Helmut K. Rüster ist Pressesprecher der bundesweiten Opferschutzorganisation WEISSER RING

 

 

Das Medienrecht verfügt bereits jetzt über ein umfangreiches Arsenal an Waffen gegen eine fehlerhafte oder das Persönlichkeitsrecht verletzende Berichterstattung. Die Möglichkeiten der "Opfer" gehen sogar so weit, daß diese gegenüber Presseorganen Gegendarstellungen, auch unabhängig von ihrem Wahrheitsgehalt, durchsetzen können. Wiedergutmachungen außerhalb des bereits vorgegebenen rechtlichen Rahmens wären übertrieben und würden ein ausuferndes Schmerzensgeldrecht à la USA provozieren.

Nach der ständigen Rechtsprechung des BGH steht dem Opfer dann ein Anspruch auf Wiedergutmachung – die mit Geldentschädigung gleichzusetzen ist – zu, wenn es sich um einen schwerwiegenden Eingriff in das Persönlichkeitsrecht handelt. Die Schwere des Eingriffs hängt vom Einzelfall ab und bemißt sich nach Tragweite, Anlaß und Beweggrund des Handelnden sowie dem Grad seines Verschuldens. Die Rechte einer ganzen Stadt oder einer Interessengruppe sind dabei niemals – wenn überhaupt – so schützenswert wie zum Beispiel die Intim- oder Privatsphäre eines einzelnen Menschen. Auch wenn nicht jede richtige Tatsachenbehauptung von öffentlichem Interesse ist, so ist deren Wahrheitsgehalt natürlich grundsätzlich Voraussetzung einer nicht zu beanstandenden Berichterstattung. Es geht bei der Wiedergutmachung insoweit in erster Linie um schwerwiegende falsche Tatsachenbehauptungen gegenüber konkreten Personen oder Personengruppen.

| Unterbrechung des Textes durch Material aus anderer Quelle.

//! 예외 테이블 로드 및 조회
//!
//! 줄 단위 텍스트 데이터셋을 읽어 정규화된 단어 -> 음절 수 매핑을 만듭니다.
//!
//! # 파일 형식
//! ```text
//! # 주석
//! 3 beautiful
//! 1 queue
//! ```

use std::collections::HashMap;
use std::fs;
use std::path::Path;

use crate::core::normalize_word;
use crate::error::SetupError;

/// 크레이트에 포함된 기본 데이터셋
const BUNDLED_DATASET: &str = include_str!("../../data/exceptions.txt");

/// 불규칙 단어의 음절 수 테이블
///
/// 로드 후 불변입니다. 키는 `normalize_word`로 정규화되어 저장됩니다.
#[derive(Debug, Clone, Default)]
pub struct ExceptionTable {
    entries: HashMap<String, usize>,
}

impl ExceptionTable {
    /// 빈 테이블 (조회는 항상 실패)
    pub fn empty() -> Self {
        Self::default()
    }

    /// 크레이트에 포함된 데이터셋으로 테이블 생성
    pub fn bundled() -> Result<Self, SetupError> {
        Self::parse(BUNDLED_DATASET)
    }

    /// 파일에서 데이터셋 로드
    ///
    /// 파일을 한 번에 읽고 닫은 뒤 파싱합니다.
    pub fn load(path: impl AsRef<Path>) -> Result<Self, SetupError> {
        let path = path.as_ref();
        let bytes = fs::read(path).map_err(|source| SetupError::MissingExceptionDataset {
            path: path.to_path_buf(),
            source,
        })?;

        let table = Self::from_bytes(&bytes)?;
        log::debug!("예외 데이터셋 로드: {} ({}개)", path.display(), table.len());
        Ok(table)
    }

    /// 바이트 데이터에서 테이블 생성 (UTF-8 필수)
    pub fn from_bytes(bytes: &[u8]) -> Result<Self, SetupError> {
        let text = std::str::from_utf8(bytes)
            .map_err(|e| SetupError::MalformedExceptionData(format!("UTF-8 인코딩이 아닙니다: {}", e)))?;
        Self::parse(text)
    }

    /// 텍스트 데이터셋 파싱
    ///
    /// 음절 수는 1 이상의 정수여야 합니다.
    /// 형식이 잘못된 줄을 만나면 즉시 중단하고, 이번 로드에서 읽은 항목은 모두 버립니다.
    /// 같은 단어가 여러 번 나오면 마지막 값을 사용합니다.
    pub fn parse(text: &str) -> Result<Self, SetupError> {
        let mut entries = HashMap::new();

        for (index, line) in text.lines().enumerate() {
            // 빈 줄과 주석 건너뜀
            if line.trim().is_empty() || line.starts_with('#') {
                continue;
            }

            let parts: Vec<&str> = line.split(' ').collect();
            if parts.len() != 2 {
                return Err(SetupError::MalformedExceptionData(format!(
                    "{}행: 예상치 못한 형식: {}",
                    index + 1,
                    line
                )));
            }

            let count = parts[0].parse::<usize>().map_err(|_| {
                SetupError::MalformedExceptionData(format!(
                    "{}행: 음절 수가 정수가 아닙니다: {}",
                    index + 1,
                    line
                ))
            })?;

            // 비어 있지 않은 단어는 최소 1음절
            if count == 0 {
                return Err(SetupError::MalformedExceptionData(format!(
                    "{}행: 음절 수는 1 이상이어야 합니다: {}",
                    index + 1,
                    line
                )));
            }

            let word = normalize_word(parts[1]);
            if word.is_empty() {
                return Err(SetupError::MalformedExceptionData(format!(
                    "{}행: 빈 단어: {}",
                    index + 1,
                    line
                )));
            }

            entries.insert(word, count);
        }

        Ok(Self { entries })
    }

    /// 정규화된 단어의 음절 수 조회 (정확히 일치하는 경우만)
    pub fn lookup(&self, normalized_word: &str) -> Option<usize> {
        self.entries.get(normalized_word).copied()
    }

    /// 항목 수
    pub fn len(&self) -> usize {
        self.entries.len()
    }

    pub fn is_empty(&self) -> bool {
        self.entries.is_empty()
    }
}

#[cfg(test)]
mod tests {
    use super::*;
    use std::io::Write;
    use tempfile::NamedTempFile;

    #[test]
    fn test_parse_basic() {
        let table = ExceptionTable::parse("3 oreo\n1 queue\n").unwrap();
        assert_eq!(table.len(), 2);
        assert_eq!(table.lookup("oreo"), Some(3));
        assert_eq!(table.lookup("queue"), Some(1));
        assert_eq!(table.lookup("ore"), None);
    }

    #[test]
    fn test_parse_skips_comments_and_blank_lines() {
        let data = "# 주석\n\n3 oreo\n   \n# 2 skipped\n";
        let table = ExceptionTable::parse(data).unwrap();
        assert_eq!(table.len(), 1);
        assert_eq!(table.lookup("skipped"), None);
    }

    #[test]
    fn test_parse_crlf() {
        let table = ExceptionTable::parse("3 oreo\r\n1 queue\r\n").unwrap();
        assert_eq!(table.lookup("oreo"), Some(3));
        assert_eq!(table.lookup("queue"), Some(1));
    }

    #[test]
    fn test_keys_are_normalized() {
        let table = ExceptionTable::parse("3 Oreo!\n").unwrap();
        assert_eq!(table.lookup("oreo"), Some(3));
        assert_eq!(table.lookup("Oreo!"), None);
    }

    #[test]
    fn test_duplicate_key_last_wins() {
        let table = ExceptionTable::parse("2 poem\n3 poem\n").unwrap();
        assert_eq!(table.len(), 1);
        assert_eq!(table.lookup("poem"), Some(3));
    }

    #[test]
    fn test_malformed_count_discards_whole_load() {
        let data = "3 oreo\nnotanumber apple\n1 queue\n";
        let result = ExceptionTable::parse(data);
        match result {
            Err(SetupError::MalformedExceptionData(detail)) => {
                assert!(detail.contains("notanumber apple"));
                assert!(detail.starts_with("2행"));
            }
            other => panic!("MalformedExceptionData 기대, 실제: {:?}", other),
        }
    }

    #[test]
    fn test_malformed_arity() {
        for line in ["3", "3 two words", "3  oreo", "3\toreo"] {
            let result = ExceptionTable::parse(line);
            assert!(
                matches!(result, Err(SetupError::MalformedExceptionData(_))),
                "{line:?}"
            );
        }
    }

    #[test]
    fn test_negative_count_rejected() {
        let result = ExceptionTable::parse("-1 oreo");
        assert!(matches!(result, Err(SetupError::MalformedExceptionData(_))));
    }

    #[test]
    fn test_zero_count_rejected() {
        let result = ExceptionTable::parse("3 oreo\n0 word\n");
        match result {
            Err(SetupError::MalformedExceptionData(detail)) => {
                assert!(detail.starts_with("2행"));
                assert!(detail.contains("0 word"));
            }
            other => panic!("MalformedExceptionData 기대, 실제: {:?}", other),
        }
    }

    #[test]
    fn test_empty_word_rejected() {
        let result = ExceptionTable::parse("3 ");
        assert!(matches!(result, Err(SetupError::MalformedExceptionData(_))));
    }

    #[test]
    fn test_non_utf8_rejected() {
        let result = ExceptionTable::from_bytes(&[b'3', b' ', 0xFF, 0xFE]);
        assert!(matches!(result, Err(SetupError::MalformedExceptionData(_))));
    }

    #[test]
    fn test_load_from_file() {
        let mut file = NamedTempFile::new().unwrap();
        write!(file, "# test\n3 oreo\n2 poem\n").unwrap();

        let table = ExceptionTable::load(file.path()).unwrap();
        assert_eq!(table.len(), 2);
        assert_eq!(table.lookup("poem"), Some(2));
    }

    #[test]
    fn test_load_missing_file() {
        let dir = tempfile::tempdir().unwrap();
        let path = dir.path().join("missing.txt");

        match ExceptionTable::load(&path) {
            Err(SetupError::MissingExceptionDataset { path: reported, .. }) => {
                assert_eq!(reported, path);
            }
            other => panic!("MissingExceptionDataset 기대, 실제: {:?}", other),
        }
    }

    #[test]
    fn test_bundled_dataset_parses() {
        let table = ExceptionTable::bundled().unwrap();
        assert!(!table.is_empty());
        assert_eq!(table.lookup("queue"), Some(1));
        assert_eq!(table.lookup("beautiful"), Some(3));
        assert_eq!(table.lookup("oreo"), Some(3));
    }

    #[test]
    fn test_empty_table() {
        let table = ExceptionTable::empty();
        assert!(table.is_empty());
        assert_eq!(table.lookup("oreo"), None);
    }
}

Wertende Äußerungen, also Meinungen, egal wie abwegig sie auch sein mögen, unterliegen dem Schutz des Artikel 5 des Grundgesetzes. Dieser Schutz ist umfassend und soll die Pressefreiheit nicht in ein zu enges Korsett zwängen. Die Persönlichkeitsrechte von "Medienopfern" sind in diesem Kontext zu beachten. Weitergehende Ansprüche würden die Ausübung der Pressefreiheit zu einem halsbrecherischen Unterfangen werden lassen.

 

Markus Roscher lebt als Rechtsanwalt mit dem Schwerpunkt Medienrecht in Berlin.